Self-Supervised Visual Acoustic Matching

Authors: Arjun Somayazulu, Changan Chen, Kristen Grauman

NeurIPS 2023 | Conference PDF | Archive PDF | Plain Text | LLM Run Details

Reproducibility Variable Result LLM Response
Research Type Experimental Our proposed Le MARA model outperforms existing approaches [3, 7, 14] on challenging in-the-wild audio and environments from multiple datasets.

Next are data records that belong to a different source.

#[tokio::test]
async fn failed_handshakes_retry_until_success() {
    let connector = Arc::new(FakeConnector::failing_first(2));
    let manager = manager_with(&connector);

    manager.connect("wss://chat.example", &user()).await;
    wait_until(|| connector.handshake_count() == 3).await;
    wait_for_state(&manager, LifecycleState::Open).await;

    tokio::time::sleep(RETRY * 3).await;
    assert_eq!(connector.handshake_count(), 3);
    assert!(!manager.reconnect_pending().await);
}

#[tokio::test]
async fn backgrounding_closes_and_suppresses_reconnects() {
    let connector = Arc::new(FakeConnector::default());
    let manager = manager_with(&connector);

    manager.connect("wss://chat.example", &user()).await;
    wait_for_state(&manager, LifecycleState::Open).await;

    manager.set_app_activity(AppActivity::Background).await;
    assert_eq!(manager.state(), LifecycleState::Closed);
    assert!(!manager.reconnect_pending().await);

    tokio::time::sleep(RETRY * 4).await;
    assert_eq!(connector.handshake_count(), 1);
    assert_eq!(manager.state(), LifecycleState::Closed);
    assert!(connector.client_side_closed(0));
}

#[tokio::test]
async fn backgrounding_cancels_pending_reconnect_timer() {
    let connector = Arc::new(FakeConnector::default());
    let manager = manager_with(&connector);

    manager.connect("wss://chat.example", &user()).await;
    wait_for_state(&manager, LifecycleState::Open).await;
    connector.close_from_server(0);
    wait_for_state(&manager, LifecycleState::Reconnecting).await;

    manager.set_app_activity(AppActivity::Background).await;
    assert!(!manager.reconnect_pending().await);

    tokio::time::sleep(RETRY * 4).await;
    assert_eq!(connector.handshake_count(), 1);
    assert_eq!(manager.state(), LifecycleState::Closed);
}

#[tokio::test]
async fn foreground_after_background_reconnects_once_and_notifies() {
    let connector = Arc::new(FakeConnector::default());
    let manager = manager_with(&connector);
    let reconnected = Arc::new(AtomicUsize::new(0));
    let counter = Arc::clone(&reconnected);
    manager
        .set_on_reconnected(move || {
            counter.fetch_add(1, Ordering::SeqCst);
        })
        .await;

    manager.connect("wss://chat.example", &user()).await;
    wait_for_state(&manager, LifecycleState::Open).await;

    manager.set_app_activity(AppActivity::Foreground).await;
    assert_eq!(reconnected.load(Ordering::SeqCst), 0);

    manager.set_app_activity(AppActivity::Background).await;
    manager.set_app_activity(AppActivity::Foreground).await;
    wait_for_state(&manager, LifecycleState::Open).await;
    assert_eq!(connector.handshake_count(), 2);
    assert_eq!(reconnected.load(Ordering::SeqCst), 1);

    manager.set_app_activity(AppActivity::Foreground).await;
    tokio::time::sleep(RETRY * 2).await;
    assert_eq!(connector.handshake_count(), 2);
    assert_eq!(reconnected.load(Ordering::SeqCst), 1);
}

#[tokio::test]
async fn connect_while_backgrounded_waits_for_foreground() {
    let connector = Arc::new(FakeConnector::default());
    let manager = manager_with(&connector);

    manager.set_app_activity(AppActivity::Background).await;
    manager.connect("wss://chat.example", &user()).await;
    tokio::time::sleep(RETRY * 2).await;
    assert_eq!(connector.handshake_count(), 0);
    assert_eq!(manager.state(), LifecycleState::Idle);

    manager.set_app_activity(AppActivity::Foreground).await;
    wait_for_state(&manager, LifecycleState::Open).await;
    assert_eq!(connector.handshake_count(), 1);
}

#[tokio::test]
async fn lifecycle_signal_drives_pause_and_resume() {
    let connector = Arc::new(FakeConnector::default());
    let manager = manager_with(&connector);
    let (signal_tx, signal_rx) = watch::channel(AppActivity::Foreground);
    manager.attach_app_lifecycle(signal_rx).await;

    manager.connect("wss://chat.example", &user()).await;
    wait_for_state(&manager, LifecycleState::Open).await;

    signal_tx.send(AppActivity::Background).expect("signal");
    wait_for_state(&manager, LifecycleState::Closed).await;

    signal_tx.send(AppActivity::Foreground).expect("signal");
    wait_until(|| connector.handshake_count() == 2).await;
    wait_for_state(&manager, LifecycleState::Open).await;
}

Further, to benchmark this task, we introduce a high audio-visual correspondence subset of the AVSpeech [10] video dataset.
Researcher Affiliation Collaboration Arjun Somayazulu1 Changan Chen1 Kristen Grauman1,2 1UT Austin 2FAIR, Meta
Pseudocode Yes 7 Supplementary (...) 10. Pseudocode for a discriminator training epoch detailing our reverberator update mechanism (Algorithm 1)
Open Source Code No Project page: https: //vision.cs.utexas.edu/projects/ss_vam and We plan to release our code to facilitate further research.
Open Datasets Yes We use two datasets: Sound Spaces-Speech [7] and AVSpeech [10].
Dataset Splits Yes Sound Spaces-Speech consists of anechoic speech samples from Libri Speech paired with their acoustically-correct reverberated waveform (rendered using Sound Spaces) in any of 82 unique environments, together with an RGBD image at the listener s position. (...) We use train/val/test splits of 28,853/280/1,489 samples. (...) Our final set consists of 72,615/1,911/1,911 train/val/test samples.
Hardware Specification Yes Compute All models are trained on 8 NVIDIA Quadro RTX 6000 GPUs.
Software Dependencies No The paper mentions software components like "speechbrain Metric GAN-U implementation [34]" and "Wave Net-like architecture" but does not provide specific version numbers for these or other software dependencies.
Experiment Setup Yes We train Le MARA using the combined acoustic residue metric with α = 0.7. (...) We train the reverberators with batch size 4 and a learning rate of 1e-2 in stage (2). During stage (3) fine=tuning, we use batch size 2 and a learning rate of 1e-6. (...) In stage (1) (...) we train with batch size 32. During stage (3) fine-tuning, we use a batch size of 2. G and D are trained with learning rates of 2e-6 and 5e-4 respectively in both stages. (...) We clip each audio sample to 2.56s during training and evaluation.